The current study is the first to suggest cutoff scores for screening anxiety and depressive symptoms in a heterogeneous chronic pain sample who completed the PHQ and GAD forms over the Internet. However, our results should be considered exploratory as only a small sub‐sample of participants (n = 62) had diagnostic data available. Nevertheless, is it worthwhile to compare our preliminary findings to the existing literature. First, the original validation of the GAD‐2 (n = 965) recommended a cutoff score of ≥3, and subsequent meta‐analytic evaluations support this finding. 15 , 36 With respect to chronic pain, a cutoff score of ≥3 on the GAD‐2 performed well in individuals with rheumatoid arthritis, 21 and is consistent with that obtained in the current study. On the contrary, the current study suggests that the PHQ‐2 demonstrates optimal sensitivity and specificity at a lower cutoff score of ≥2. This suggestion is in contrast to both the original validation study of the PHQ‐2 and a study of individuals with rheumatoid arthritis which recommended a cutoff score of ≥3 on the PHQ‐2. 21 , 37 However, subsequent validation studies have suggested the cutoff score be lowered to ≥2 to achieve an optimal balance of sensitivity and specificity. 38 , 39 , 40 Therefore, the clinical interpretations of the PHQ‐2 and GAD‐2 as screening measures are consistent with that recommended for the general population and is not altered in a chronic pain sample.

In contrast to the cutoff scores obtained on short forms, our analyses indicated that the cutoff scores for the longer forms may be higher in chronic pain. Whereas previous studies have recommended cutoff scores ≥10 for both the GAD‐7 and PHQ‐9, we observed optimal cutoff scores of ≥11 for the GAD‐7 and ≥12/13 for the PHQ‐9. One explanation for this is that the longer forms contain items that assess somatic symptoms often caused by pain and pain medications, whereas the short forms do not. For instance, sleep difficulties are a common symptom of both presentations and emerge as a central component of anxiety, depression, and chronic pain in network models. 41 Sleep difficulties are captured on the GAD‐7 as trouble relaxing (Item 4), as well as on the PHQ‐9 as trouble falling or staying asleep or sleeping too much (Item 3). This is consistent with previous work illustrating that the physical symptoms of medical illness can lead to biased mood assessments. For instance, individuals with systemic sclerosis have higher PHQ‐9 somatic item scores compared with healthy controls, even when matched on their PHQ‐9 cognitive/affective item scores. 18 To maintain discriminant validity, the cutoff scores employed for the PHQ‐9 and GAD‐7 may need to be higher in chronic pain patients compared to the general population.

It should also be noted that in ROC analyses, all four scales favored specificity over sensitivity.
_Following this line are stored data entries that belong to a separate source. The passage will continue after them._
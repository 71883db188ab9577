//! Chrome DevTools Protocol driver.

use std::path::{Path, PathBuf};

use async_trait::async_trait;
use chromiumoxide::browser::{Browser, BrowserConfig};
use chromiumoxide::element::Element;
use chromiumoxide::Page;
use futures::StreamExt;
use tokio::sync::Mutex;
use tokio::task::JoinHandle;
use tracing::{debug, warn};

use super::{BrowserLauncher, BrowserResult, PageDriver};
use crate::error::LoginError;

const USER_AGENT: &str = "Mozilla/5.0 (X11; Linux x86_64) AppleWebKit/537.36 (KHTML, like Gecko) Chrome/120.0.0.0 Safari/537.36";

/// Hides the most common automation fingerprints before any page script runs.
const STEALTH_SCRIPT: &str = r#"
Object.defineProperty(navigator, 'webdriver', { get: () => undefined });
window.chrome = window.chrome || { runtime: {} };
Object.defineProperty(navigator, 'plugins', { get: () => [1, 2, 3, 4, 5] });
"#;

const STORAGE_SCRIPT: &str = r#"(() => {
    const out = [];
    for (const store of [window.localStorage, window.sessionStorage]) {
        if (!store) continue;
        for (let i = 0; i < store.length; i++) {
            const key = store.key(i);
            out.push([key, store.getItem(key) ?? ""]);
        }
    }
    return out;
})()"#;

const FRAME_URLS_SCRIPT: &str =
    "Array.from(document.querySelectorAll('iframe')).map(f => f.src || '')";

/// Launches Chrome/Chromium with automation flags turned down.
#[derive(Debug, Clone, Default)]
pub struct ChromeLauncher {
    profile_dir: Option<PathBuf>,
    executable: Option<PathBuf>,
}

impl ChromeLauncher {
    pub fn new() -> Self {
        Self::default()
    }

    /// Keep cookies and storage between runs in `dir`.
    pub fn with_profile_dir(mut self, dir: impl AsRef<Path>) -> Self {
        self.profile_dir = Some(dir.as_ref().to_path_buf());
        self
    }

    pub fn with_executable(mut self, path: impl AsRef<Path>) -> Self {
        self.executable = Some(path.as_ref().to_path_buf());
        self
    }
}

#[async_trait]
impl BrowserLauncher for ChromeLauncher {
    async fn launch(&self, headless: bool) -> BrowserResult<Box<dyn PageDriver>> {
        let chrome_path = match &self.executable {
            Some(path) => path.display().to_string(),
            None => find_chrome().ok_or_else(|| {
                LoginError::BrowserUnavailable(
                    "Chrome/Chromium not found. Please install Chrome or Chromium.".to_string(),
                )
            })?,
        };

        let mut builder = BrowserConfig::builder()
            .chrome_executable(chrome_path)
            .viewport(None)
            .arg("--disable-blink-features=AutomationControlled")
            .arg("--disable-infobars")
            .arg("--no-first-run")
            .arg("--no-default-browser-check");
        if !headless {
            builder = builder.with_head();
        }
        if let Some(dir) = &self.profile_dir {
            std::fs::create_dir_all(dir).map_err(|e| {
                LoginError::BrowserUnavailable(format!(
                    "Failed to create profile dir {}: {e}",
                    dir.display()
                ))
            })?;
            builder = builder.user_data_dir(dir);
        }
        let config = builder
            .build()
            .map_err(|e| LoginError::BrowserUnavailable(format!("Failed to configure browser: {e}")))?;

        let (browser, mut handler) = Browser::launch(config)
            .await
            .map_err(|e| LoginError::BrowserUnavailable(format!("Failed to launch browser: {e}")))?;

        let handler_task = tokio::spawn(async move { while (handler.next().await).is_some() {} });

        let page = match browser.new_page("about:blank").await {
            Ok(page) => page,
            Err(e) => {
                handler_task.abort();
                return Err(LoginError::BrowserUnavailable(format!("Failed to open page: {e}")));
            }
        };

        if let Err(e) = page.set_user_agent(USER_AGENT).await {
            warn!(error = %e, "Failed to override user agent");
        }
        if let Err(e) = page.evaluate_on_new_document(STEALTH_SCRIPT).await {
            warn!(error = %e, "Failed to install stealth script");
        }

        debug!(headless, "Browser launched");
        Ok(Box::new(ChromePage {
            browser: Mutex::new(Some(browser)),
            page,
            handler_task,
        }))
    }
}

/// A single Chrome tab plus the browser process that owns it.
pub struct ChromePage {
    browser: Mutex<Option<Browser>>,
    page: Page,
    handler_task: JoinHandle<()>,
}

impl ChromePage {
    async fn element(&self, selector: &str) -> BrowserResult<Element> {
        self.page
            .find_element(selector)
            .await
            .map_err(|e| cdp_error(&format!("find {selector}"), e))
    }
}

fn cdp_error(action: &str, err: chromiumoxide::error::CdpError) -> LoginError {
    LoginError::Browser(format!("{action}: {err}"))
}

#[async_trait]
impl PageDriver for ChromePage {
    async fn goto(&self, url: &str) -> BrowserResult<()> {
        self.page
            .goto(url)
            .await
            .map_err(|e| cdp_error("navigate", e))?
            .wait_for_navigation()
            .await
            .map_err(|e| cdp_error("wait for navigation", e))?;
        Ok(())
    }

    async fn current_url(&self) -> BrowserResult<String> {
        let url = self.page.url().await.map_err(|e| cdp_error("read url", e))?;
        Ok(url.unwrap_or_default())
    }

    async fn exists(&self, selector: &str) -> BrowserResult<bool> {
        let found = self
            .page
            .find_elements(selector)
            .await
            .map(|els| !els.is_empty())
            .unwrap_or(false);
        Ok(found)
    }

    async fn attribute(&self, selector: &str, name: &str) -> BrowserResult<Option<String>> {
        let Ok(el) = self.page.find_element(selector).await else {
            return Ok(None);
        };
        el.attribute(name)
            .await
            .map_err(|e| cdp_error(&format!("read {name} of {selector}"), e))
    }

    async fn fill(&self, selector: &str, value: &str) -> BrowserResult<()> {
        let el = self.element(selector).await?;
        el.call_js_fn("function() { this.value = ''; }", false)
            .await
            .map_err(|e| cdp_error(&format!("clear {selector}"), e))?;
        el.click()
            .await
            .map_err(|e| cdp_error(&format!("focus {selector}"), e))?
            .type_str(value)
            .await
            .map_err(|e| cdp_error(&format!("type into {selector}"), e))?;
        Ok(())
    }

    async fn click(&self, selector: &str) -> BrowserResult<()> {
        self.element(selector)
            .await?
            .click()
            .await
            .map_err(|e| cdp_error(&format!("click {selector}"), e))?;
        Ok(())
    }

    async fn press_enter(&self, selector: &str) -> BrowserResult<()> {
        self.element(selector)
            .await?
            .press_key("Enter")
            .await
            .map_err(|e| cdp_error(&format!("press Enter in {selector}"), e))?;
        Ok(())
    }

    async fn evaluate(&self, script: &str) -> BrowserResult<serde_json::Value> {
        let result = self
            .page
            .evaluate(script)
            .await
            .map_err(|e| cdp_error("evaluate", e))?;
        Ok(result.value().cloned().unwrap_or(serde_json::Value::Null))
    }

    async fn content(&self) -> BrowserResult<String> {
        self.page.content().await.map_err(|e| cdp_error("read content", e))
    }

    async fn frame_urls(&self) -> BrowserResult<Vec<String>> {
        let value = self.evaluate(FRAME_URLS_SCRIPT).await?;
        serde_json::from_value(value).map_err(|e| LoginError::Browser(format!("frame urls: {e}")))
    }

    async fn storage_entries(&self) -> BrowserResult<Vec<(String, String)>> {
        let value = self.evaluate(STORAGE_SCRIPT).await?;
        serde_json::from_value(value).map_err(|e| LoginError::Browser(format!("storage: {e}")))
    }

    async fn close(&self) -> BrowserResult<()> {
        let browser = self.browser.lock().await.take();
        if let Some(mut browser) = browser {
            if let Err(e) = browser.close().await {
                warn!(error = %e, "Browser did not close cleanly");
            }
            let _ = browser.wait().await;
        }
        self.handler_task.abort();
        debug!("Browser closed");
        Ok(())
    }
}

impl Drop for ChromePage {
    fn drop(&mut self) {
        self.handler_task.abort();
    }
}

/// Find Chrome/Chromium executable.
pub fn find_chrome() -> Option<String> {
    for name in ["google-chrome", "chromium", "chromium-browser"] {
        if let Ok(output) = std::process::Command::new("which").arg(name).output() {
            if output.status.success() {
                let path = String::from_utf8_lossy(&output.stdout).trim().to_string();
                if !path.is_empty() {
                    return Some(path);
                }
            }
        }
    }

    let candidates = [
        "/usr/bin/google-chrome",
        "/usr/bin/google-chrome-stable",
        "/usr/bin/chromium",
        "/usr/bin/chromium-browser",
        "/snap/bin/chromium",
        // NixOS
        "/run/current-system/sw/bin/google-chrome",
        "/run/current-system/sw/bin/chromium",
        // macOS
        "/Applications/Google Chrome.app/Contents/MacOS/Google Chrome",
        "/Applications/Chromium.app/Contents/MacOS/Chromium",
    ];

    candidates
        .into_iter()
        .find(|candidate| Path::new(candidate).exists())
        .map(str::to_string)
}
In psychometric evaluations, there is a balance between sensitivity (ie, the ability to correctly identify positive cases) and specificity (ie, the ability to correctly identify negative cases). 42 , 43 , 44 , 45 The finding that specificity was favored over sensitivity in the current study indicates that some true cases may go undetected when using the PHQ or GAD forms as screening measures. This is a potentially important finding and highlights the need for replication, as well as the value of future research using large samples with diagnostic data.

The results of the current study should be acknowledged in light of several limitations. Firstly, and perhaps most importantly, the diagnostic interview data was only available for a sub‐group of individuals (n = 62) who were subject to other eligibility criteria (eg, experience of chronic pain for a minimum of 3 months rather than 6 months). Importantly, participants who reported very severe depressive symptoms on the PHQ‐9 (ie, total score ≥22, item 9 score ≥2) were excluded from the original study, and therefore, our analyses were conducted in a somewhat restricted sample. Future work is needed to replicate our findings using more representative samples. On a related note, the small sample size is likely to have contributed to the minimal distinction between the cutoff scores of ≥12 versus ≥13 on the PHQ‐9, and further replication with larger samples and updated diagnostic interviews (eg, MINI version 7) is needed. Second, we did not combine the PHQ‐2 and GAD‐2 to examine the PHQ‐4, a composite measure of general distress. 43 Although the PHQ‐4 has not been investigated to the same extent as the individual short forms, psychometric evaluations of ultra‐brief scales assessing more general distress, such as the PHQ‐4 and the Kessler Psychological Distress Scale 6 item 42 are warranted.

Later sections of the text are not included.